__Work to complete__
Your answer must contain each line of the listing in which "mover" appears, copied in full.

__Source material__
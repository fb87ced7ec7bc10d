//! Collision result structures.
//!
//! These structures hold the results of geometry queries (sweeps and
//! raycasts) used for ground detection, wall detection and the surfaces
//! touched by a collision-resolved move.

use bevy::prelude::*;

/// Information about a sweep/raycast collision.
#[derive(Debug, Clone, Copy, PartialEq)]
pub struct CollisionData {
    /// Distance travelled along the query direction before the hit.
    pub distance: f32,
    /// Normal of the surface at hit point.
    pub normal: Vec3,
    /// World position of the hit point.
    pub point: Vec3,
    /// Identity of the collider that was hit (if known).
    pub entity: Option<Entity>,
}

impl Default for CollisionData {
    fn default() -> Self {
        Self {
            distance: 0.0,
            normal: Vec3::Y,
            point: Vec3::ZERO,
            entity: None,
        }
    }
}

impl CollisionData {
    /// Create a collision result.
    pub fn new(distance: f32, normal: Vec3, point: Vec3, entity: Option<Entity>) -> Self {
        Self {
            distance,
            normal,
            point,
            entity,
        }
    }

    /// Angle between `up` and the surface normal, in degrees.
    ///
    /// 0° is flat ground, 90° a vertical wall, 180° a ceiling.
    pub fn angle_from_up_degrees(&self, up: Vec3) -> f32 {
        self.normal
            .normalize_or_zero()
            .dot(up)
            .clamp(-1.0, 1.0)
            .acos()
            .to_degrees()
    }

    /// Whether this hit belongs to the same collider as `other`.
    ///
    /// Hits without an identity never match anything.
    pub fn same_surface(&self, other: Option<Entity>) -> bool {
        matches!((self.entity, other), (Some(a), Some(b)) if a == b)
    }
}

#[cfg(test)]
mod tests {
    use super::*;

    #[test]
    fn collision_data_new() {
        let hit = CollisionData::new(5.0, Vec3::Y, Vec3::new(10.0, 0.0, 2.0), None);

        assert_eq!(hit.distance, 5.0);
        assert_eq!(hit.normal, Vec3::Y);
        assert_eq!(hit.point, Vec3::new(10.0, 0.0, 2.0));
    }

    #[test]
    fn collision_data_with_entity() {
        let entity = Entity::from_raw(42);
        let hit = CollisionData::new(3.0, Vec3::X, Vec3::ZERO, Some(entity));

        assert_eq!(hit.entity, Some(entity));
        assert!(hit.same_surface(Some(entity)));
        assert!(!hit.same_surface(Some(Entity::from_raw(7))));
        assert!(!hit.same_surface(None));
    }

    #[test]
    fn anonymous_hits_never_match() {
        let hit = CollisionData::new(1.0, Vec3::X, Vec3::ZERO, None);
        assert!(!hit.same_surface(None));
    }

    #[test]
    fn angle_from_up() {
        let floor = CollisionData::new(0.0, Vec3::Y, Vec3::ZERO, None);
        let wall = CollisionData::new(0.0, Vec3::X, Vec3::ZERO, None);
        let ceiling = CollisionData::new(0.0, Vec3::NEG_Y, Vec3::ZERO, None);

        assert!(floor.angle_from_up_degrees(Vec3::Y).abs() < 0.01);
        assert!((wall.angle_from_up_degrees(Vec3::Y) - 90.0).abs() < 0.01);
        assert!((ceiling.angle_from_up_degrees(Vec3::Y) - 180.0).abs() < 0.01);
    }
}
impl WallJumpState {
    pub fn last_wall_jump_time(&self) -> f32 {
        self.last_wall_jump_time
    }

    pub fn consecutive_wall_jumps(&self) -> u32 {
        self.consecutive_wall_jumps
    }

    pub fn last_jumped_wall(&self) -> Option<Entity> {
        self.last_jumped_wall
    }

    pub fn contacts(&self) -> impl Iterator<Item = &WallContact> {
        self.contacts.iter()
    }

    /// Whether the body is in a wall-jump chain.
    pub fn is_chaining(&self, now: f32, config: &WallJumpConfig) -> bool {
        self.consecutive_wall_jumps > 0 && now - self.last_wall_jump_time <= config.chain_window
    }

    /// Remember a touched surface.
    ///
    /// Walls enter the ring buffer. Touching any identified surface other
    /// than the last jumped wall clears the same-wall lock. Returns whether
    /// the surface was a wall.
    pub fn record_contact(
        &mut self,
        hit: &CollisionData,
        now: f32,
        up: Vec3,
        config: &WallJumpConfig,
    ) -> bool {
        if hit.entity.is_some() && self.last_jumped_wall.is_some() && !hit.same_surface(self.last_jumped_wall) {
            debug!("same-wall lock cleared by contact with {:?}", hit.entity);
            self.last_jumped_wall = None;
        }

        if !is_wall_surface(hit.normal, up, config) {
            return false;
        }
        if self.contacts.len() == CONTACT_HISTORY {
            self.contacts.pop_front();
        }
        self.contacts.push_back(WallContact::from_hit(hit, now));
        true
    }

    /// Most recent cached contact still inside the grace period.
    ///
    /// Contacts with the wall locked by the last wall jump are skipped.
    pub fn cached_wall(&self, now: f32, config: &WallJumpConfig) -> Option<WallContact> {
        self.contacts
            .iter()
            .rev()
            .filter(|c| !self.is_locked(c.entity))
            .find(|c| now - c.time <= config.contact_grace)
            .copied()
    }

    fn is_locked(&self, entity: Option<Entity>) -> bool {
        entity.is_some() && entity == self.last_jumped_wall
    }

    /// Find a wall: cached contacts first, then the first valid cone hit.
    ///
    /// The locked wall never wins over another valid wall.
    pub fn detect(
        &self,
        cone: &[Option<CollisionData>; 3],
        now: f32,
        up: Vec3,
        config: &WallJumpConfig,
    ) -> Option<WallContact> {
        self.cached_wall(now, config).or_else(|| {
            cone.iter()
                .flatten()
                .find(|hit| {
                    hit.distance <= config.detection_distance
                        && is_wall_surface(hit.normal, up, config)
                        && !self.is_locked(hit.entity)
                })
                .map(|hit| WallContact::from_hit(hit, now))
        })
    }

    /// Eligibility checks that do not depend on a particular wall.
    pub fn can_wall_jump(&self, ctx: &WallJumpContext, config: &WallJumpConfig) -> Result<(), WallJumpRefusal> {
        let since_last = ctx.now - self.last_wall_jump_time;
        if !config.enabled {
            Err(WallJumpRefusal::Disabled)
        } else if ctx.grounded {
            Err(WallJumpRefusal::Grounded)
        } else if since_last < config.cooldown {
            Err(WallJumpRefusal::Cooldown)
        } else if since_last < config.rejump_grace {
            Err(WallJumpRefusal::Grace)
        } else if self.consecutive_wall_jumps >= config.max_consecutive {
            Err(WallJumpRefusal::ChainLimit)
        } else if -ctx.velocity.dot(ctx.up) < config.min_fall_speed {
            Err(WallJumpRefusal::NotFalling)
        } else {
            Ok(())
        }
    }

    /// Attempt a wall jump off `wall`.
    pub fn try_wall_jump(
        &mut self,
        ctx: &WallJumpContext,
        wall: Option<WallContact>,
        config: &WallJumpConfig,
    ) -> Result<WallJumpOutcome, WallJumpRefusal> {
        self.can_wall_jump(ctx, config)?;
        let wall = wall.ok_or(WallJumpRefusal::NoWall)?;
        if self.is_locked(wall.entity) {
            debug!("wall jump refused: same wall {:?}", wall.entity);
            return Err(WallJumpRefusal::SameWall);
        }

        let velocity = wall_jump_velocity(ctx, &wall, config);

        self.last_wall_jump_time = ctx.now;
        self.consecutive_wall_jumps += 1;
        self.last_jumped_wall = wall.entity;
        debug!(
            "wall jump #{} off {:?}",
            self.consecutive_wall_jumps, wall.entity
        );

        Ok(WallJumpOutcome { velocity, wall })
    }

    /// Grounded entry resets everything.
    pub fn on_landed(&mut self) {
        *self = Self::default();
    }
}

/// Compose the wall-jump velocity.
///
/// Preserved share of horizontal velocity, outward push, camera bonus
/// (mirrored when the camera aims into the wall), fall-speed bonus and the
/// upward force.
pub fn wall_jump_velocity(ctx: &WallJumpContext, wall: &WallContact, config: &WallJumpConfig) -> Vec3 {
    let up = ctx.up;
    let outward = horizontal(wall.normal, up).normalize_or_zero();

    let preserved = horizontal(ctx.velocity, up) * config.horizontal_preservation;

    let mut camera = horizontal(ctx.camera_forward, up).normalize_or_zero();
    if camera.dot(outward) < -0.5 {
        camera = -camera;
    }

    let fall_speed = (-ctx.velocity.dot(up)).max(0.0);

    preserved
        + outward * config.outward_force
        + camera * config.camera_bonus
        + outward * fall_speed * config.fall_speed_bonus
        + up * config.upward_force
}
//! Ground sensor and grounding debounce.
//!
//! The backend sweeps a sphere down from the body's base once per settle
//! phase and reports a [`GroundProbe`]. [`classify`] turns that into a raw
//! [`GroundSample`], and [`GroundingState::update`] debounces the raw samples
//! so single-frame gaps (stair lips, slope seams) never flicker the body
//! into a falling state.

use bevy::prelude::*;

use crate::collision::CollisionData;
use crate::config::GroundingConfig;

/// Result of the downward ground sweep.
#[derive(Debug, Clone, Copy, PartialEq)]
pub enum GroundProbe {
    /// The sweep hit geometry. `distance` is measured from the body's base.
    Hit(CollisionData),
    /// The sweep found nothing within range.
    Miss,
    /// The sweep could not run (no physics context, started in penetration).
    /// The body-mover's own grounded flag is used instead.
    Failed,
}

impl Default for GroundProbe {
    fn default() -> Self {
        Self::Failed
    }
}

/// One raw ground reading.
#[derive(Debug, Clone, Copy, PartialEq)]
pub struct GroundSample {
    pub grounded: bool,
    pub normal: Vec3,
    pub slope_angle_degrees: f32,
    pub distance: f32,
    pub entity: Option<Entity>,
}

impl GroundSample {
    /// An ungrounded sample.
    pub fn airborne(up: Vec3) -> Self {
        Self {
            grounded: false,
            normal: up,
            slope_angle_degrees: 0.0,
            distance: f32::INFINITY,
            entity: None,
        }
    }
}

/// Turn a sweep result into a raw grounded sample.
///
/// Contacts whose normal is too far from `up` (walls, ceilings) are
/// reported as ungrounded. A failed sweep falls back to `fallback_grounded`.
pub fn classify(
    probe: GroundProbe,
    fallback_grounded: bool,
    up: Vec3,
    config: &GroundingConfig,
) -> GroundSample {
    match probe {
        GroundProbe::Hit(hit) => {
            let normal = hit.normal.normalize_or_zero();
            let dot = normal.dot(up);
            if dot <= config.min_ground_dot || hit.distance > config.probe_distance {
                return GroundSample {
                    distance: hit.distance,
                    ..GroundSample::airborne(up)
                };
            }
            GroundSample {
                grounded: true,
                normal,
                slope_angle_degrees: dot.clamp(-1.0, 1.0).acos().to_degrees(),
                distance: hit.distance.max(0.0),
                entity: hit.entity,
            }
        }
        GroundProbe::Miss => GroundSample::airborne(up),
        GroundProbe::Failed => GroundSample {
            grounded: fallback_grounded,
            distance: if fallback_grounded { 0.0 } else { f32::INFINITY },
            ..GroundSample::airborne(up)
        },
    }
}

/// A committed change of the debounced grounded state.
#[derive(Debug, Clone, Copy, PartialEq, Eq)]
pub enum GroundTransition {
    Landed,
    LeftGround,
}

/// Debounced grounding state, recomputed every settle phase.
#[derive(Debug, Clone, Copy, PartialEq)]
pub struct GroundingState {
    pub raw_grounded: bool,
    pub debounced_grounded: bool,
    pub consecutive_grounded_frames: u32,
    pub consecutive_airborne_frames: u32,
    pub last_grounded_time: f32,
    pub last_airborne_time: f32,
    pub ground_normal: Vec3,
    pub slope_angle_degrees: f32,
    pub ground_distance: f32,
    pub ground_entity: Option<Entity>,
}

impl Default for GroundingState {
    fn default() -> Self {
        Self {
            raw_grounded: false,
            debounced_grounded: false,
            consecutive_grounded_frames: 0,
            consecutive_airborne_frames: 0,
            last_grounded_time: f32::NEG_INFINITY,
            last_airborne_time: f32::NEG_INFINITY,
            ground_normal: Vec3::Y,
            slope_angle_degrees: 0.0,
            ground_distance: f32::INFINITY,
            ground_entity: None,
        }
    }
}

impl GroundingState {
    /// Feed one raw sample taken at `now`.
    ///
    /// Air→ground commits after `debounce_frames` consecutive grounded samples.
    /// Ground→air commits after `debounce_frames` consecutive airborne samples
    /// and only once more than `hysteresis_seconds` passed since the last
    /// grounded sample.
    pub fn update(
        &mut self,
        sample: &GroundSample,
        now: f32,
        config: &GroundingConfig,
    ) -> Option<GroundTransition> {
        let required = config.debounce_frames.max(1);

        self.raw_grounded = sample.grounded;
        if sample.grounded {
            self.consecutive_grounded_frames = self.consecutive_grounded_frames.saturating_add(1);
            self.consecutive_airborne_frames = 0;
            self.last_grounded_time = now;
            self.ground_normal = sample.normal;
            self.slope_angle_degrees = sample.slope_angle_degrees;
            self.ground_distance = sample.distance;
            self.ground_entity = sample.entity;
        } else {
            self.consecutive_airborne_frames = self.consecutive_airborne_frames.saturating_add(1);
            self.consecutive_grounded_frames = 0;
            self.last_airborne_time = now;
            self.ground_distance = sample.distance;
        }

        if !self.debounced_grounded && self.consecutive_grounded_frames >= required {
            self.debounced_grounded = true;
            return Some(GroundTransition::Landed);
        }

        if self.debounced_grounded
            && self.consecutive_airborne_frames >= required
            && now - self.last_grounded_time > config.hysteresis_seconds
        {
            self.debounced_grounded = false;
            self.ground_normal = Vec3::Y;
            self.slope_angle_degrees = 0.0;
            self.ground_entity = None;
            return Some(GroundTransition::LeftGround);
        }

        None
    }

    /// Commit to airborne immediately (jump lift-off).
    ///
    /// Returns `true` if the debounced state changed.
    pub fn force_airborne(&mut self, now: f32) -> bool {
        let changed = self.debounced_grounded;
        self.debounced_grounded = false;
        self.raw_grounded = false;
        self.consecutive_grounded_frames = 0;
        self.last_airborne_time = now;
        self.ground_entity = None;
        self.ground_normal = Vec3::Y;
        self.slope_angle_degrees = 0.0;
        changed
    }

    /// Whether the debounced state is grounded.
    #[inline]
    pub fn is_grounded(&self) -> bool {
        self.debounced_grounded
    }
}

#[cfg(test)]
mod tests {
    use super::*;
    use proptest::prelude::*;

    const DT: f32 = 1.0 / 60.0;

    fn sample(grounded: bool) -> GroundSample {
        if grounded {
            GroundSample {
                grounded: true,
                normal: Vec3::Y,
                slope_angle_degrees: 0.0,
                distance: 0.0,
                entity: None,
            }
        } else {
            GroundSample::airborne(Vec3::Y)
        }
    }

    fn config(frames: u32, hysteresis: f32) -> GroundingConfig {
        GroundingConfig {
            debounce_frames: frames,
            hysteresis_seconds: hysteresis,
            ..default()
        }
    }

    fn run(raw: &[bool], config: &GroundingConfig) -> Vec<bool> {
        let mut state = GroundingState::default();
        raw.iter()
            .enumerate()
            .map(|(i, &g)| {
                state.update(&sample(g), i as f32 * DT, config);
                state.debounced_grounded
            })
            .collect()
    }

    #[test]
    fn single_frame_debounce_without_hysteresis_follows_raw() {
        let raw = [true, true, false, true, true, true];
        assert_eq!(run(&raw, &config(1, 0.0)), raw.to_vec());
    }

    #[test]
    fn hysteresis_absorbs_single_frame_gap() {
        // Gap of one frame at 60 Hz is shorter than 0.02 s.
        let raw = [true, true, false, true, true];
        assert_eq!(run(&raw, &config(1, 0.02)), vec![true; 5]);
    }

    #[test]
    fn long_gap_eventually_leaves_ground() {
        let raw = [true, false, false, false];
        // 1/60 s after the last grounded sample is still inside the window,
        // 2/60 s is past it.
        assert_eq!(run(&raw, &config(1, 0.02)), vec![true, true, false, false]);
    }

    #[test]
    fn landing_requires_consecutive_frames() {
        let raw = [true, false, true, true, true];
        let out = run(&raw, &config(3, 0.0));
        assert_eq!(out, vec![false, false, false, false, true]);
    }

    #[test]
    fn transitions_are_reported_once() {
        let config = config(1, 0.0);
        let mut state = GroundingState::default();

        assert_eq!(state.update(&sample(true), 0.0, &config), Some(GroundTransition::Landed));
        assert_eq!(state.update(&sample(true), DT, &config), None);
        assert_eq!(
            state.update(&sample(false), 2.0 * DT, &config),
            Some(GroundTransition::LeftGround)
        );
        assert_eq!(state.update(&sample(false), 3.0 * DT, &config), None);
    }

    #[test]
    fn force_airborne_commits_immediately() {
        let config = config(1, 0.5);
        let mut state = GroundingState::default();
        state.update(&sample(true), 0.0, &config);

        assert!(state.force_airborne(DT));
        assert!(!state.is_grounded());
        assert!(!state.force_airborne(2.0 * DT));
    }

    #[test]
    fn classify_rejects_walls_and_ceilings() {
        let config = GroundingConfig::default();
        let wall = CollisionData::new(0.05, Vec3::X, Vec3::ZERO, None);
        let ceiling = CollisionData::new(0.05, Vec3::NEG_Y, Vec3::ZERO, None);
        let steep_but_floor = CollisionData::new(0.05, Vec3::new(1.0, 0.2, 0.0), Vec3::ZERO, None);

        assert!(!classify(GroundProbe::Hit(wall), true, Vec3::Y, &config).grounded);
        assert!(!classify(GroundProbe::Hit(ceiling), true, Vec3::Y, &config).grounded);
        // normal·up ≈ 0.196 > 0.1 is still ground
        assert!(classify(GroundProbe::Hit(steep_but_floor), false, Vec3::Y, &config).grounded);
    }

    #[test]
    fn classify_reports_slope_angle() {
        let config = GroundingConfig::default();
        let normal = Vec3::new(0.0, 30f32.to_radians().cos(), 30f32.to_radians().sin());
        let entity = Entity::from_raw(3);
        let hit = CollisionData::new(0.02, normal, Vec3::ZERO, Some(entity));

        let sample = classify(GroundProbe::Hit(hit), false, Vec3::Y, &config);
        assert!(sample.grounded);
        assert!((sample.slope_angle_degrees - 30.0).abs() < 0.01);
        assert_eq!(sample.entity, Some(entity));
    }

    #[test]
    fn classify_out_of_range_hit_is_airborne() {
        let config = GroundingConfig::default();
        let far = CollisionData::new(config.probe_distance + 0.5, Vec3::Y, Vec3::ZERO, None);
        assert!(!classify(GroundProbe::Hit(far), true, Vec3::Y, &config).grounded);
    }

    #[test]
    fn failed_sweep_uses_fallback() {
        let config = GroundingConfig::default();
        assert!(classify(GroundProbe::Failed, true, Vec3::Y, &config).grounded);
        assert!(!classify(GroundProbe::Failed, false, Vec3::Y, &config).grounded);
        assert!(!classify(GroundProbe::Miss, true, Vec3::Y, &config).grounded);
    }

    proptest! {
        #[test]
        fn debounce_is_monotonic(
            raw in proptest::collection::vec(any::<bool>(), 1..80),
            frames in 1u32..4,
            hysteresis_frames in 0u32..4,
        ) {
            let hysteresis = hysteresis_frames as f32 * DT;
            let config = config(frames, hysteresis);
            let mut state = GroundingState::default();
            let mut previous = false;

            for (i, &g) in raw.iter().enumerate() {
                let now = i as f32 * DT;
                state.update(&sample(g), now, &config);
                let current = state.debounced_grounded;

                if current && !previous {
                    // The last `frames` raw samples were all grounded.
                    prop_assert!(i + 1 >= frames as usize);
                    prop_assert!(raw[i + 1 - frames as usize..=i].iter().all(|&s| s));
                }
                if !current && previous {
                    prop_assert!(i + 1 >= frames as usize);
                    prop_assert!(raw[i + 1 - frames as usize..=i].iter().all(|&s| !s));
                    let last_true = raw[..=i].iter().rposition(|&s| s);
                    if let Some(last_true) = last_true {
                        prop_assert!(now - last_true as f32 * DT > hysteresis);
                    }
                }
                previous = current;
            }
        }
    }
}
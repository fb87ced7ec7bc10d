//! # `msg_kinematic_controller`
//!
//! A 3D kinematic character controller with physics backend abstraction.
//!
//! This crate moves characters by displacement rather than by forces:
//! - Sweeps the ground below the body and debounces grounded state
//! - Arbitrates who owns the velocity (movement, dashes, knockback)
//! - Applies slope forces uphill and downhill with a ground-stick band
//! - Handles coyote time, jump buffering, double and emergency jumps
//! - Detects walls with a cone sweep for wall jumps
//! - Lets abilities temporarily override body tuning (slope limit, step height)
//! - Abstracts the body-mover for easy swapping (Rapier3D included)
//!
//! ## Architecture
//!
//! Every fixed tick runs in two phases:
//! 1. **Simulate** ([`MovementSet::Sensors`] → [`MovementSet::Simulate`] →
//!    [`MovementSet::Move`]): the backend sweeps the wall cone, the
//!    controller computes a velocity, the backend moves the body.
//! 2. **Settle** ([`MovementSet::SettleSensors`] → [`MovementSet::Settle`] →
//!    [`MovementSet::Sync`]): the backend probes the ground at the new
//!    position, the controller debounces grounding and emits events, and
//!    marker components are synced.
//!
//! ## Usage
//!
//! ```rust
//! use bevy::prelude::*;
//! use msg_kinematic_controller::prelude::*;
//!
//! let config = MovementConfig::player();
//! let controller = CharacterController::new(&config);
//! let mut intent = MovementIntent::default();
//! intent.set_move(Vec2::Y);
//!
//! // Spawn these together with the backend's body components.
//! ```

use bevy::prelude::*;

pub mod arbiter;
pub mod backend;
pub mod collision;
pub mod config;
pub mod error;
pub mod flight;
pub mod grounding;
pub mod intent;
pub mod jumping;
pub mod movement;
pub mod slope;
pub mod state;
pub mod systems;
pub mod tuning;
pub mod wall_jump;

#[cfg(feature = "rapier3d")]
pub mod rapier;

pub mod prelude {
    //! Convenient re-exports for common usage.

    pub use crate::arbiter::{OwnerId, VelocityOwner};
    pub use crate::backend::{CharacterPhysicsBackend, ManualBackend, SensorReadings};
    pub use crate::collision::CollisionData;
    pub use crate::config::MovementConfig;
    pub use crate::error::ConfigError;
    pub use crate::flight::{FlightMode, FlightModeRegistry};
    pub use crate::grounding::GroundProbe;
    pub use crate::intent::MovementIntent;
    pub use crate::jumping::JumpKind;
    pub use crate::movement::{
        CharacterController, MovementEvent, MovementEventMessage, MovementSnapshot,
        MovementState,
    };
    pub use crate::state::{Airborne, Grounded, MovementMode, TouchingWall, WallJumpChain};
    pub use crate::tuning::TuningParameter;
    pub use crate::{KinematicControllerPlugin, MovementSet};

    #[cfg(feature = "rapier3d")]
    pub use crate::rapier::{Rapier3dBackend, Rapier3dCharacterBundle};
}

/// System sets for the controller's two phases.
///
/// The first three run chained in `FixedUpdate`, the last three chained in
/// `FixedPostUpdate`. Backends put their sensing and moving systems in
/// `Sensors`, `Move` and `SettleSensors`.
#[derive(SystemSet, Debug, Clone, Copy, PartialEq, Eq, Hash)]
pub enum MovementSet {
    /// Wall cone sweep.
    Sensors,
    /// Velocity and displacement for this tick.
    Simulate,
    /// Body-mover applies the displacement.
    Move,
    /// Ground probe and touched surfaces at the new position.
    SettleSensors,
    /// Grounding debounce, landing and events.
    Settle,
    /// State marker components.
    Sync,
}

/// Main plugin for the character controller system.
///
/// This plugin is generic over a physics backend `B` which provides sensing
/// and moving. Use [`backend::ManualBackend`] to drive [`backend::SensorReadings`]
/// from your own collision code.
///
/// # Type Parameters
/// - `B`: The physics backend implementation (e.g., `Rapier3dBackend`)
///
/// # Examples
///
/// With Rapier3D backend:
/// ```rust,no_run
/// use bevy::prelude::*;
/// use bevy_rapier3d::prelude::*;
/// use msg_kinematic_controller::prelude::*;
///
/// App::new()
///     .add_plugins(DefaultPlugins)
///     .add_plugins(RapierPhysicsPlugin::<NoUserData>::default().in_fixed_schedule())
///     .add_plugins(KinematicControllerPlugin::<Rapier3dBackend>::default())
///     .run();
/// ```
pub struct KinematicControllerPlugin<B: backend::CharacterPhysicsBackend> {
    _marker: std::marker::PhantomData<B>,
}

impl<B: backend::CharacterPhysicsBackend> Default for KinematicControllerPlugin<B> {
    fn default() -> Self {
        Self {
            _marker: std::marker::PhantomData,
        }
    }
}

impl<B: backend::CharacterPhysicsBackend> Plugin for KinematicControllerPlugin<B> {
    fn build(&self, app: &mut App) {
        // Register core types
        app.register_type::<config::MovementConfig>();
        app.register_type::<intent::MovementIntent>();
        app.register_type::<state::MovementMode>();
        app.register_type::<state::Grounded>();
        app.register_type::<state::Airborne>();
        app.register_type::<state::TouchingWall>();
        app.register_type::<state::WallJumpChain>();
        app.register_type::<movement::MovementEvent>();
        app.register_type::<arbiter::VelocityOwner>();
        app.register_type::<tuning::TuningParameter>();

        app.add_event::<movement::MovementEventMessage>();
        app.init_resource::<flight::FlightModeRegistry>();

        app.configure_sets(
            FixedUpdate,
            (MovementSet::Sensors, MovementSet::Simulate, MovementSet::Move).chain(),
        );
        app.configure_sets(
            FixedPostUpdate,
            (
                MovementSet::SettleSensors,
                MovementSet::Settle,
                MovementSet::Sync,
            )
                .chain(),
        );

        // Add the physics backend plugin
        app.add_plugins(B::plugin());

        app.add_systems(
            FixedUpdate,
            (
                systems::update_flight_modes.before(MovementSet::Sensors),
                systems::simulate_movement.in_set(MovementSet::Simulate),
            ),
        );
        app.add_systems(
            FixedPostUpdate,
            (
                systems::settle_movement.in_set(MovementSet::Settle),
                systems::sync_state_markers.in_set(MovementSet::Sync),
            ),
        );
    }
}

__Result below__
    /// The body-mover's own grounded flag is used instead.
//! - Abstracts the body-mover for easy swapping (Rapier3D included)
    /// Body-mover applies the displacement.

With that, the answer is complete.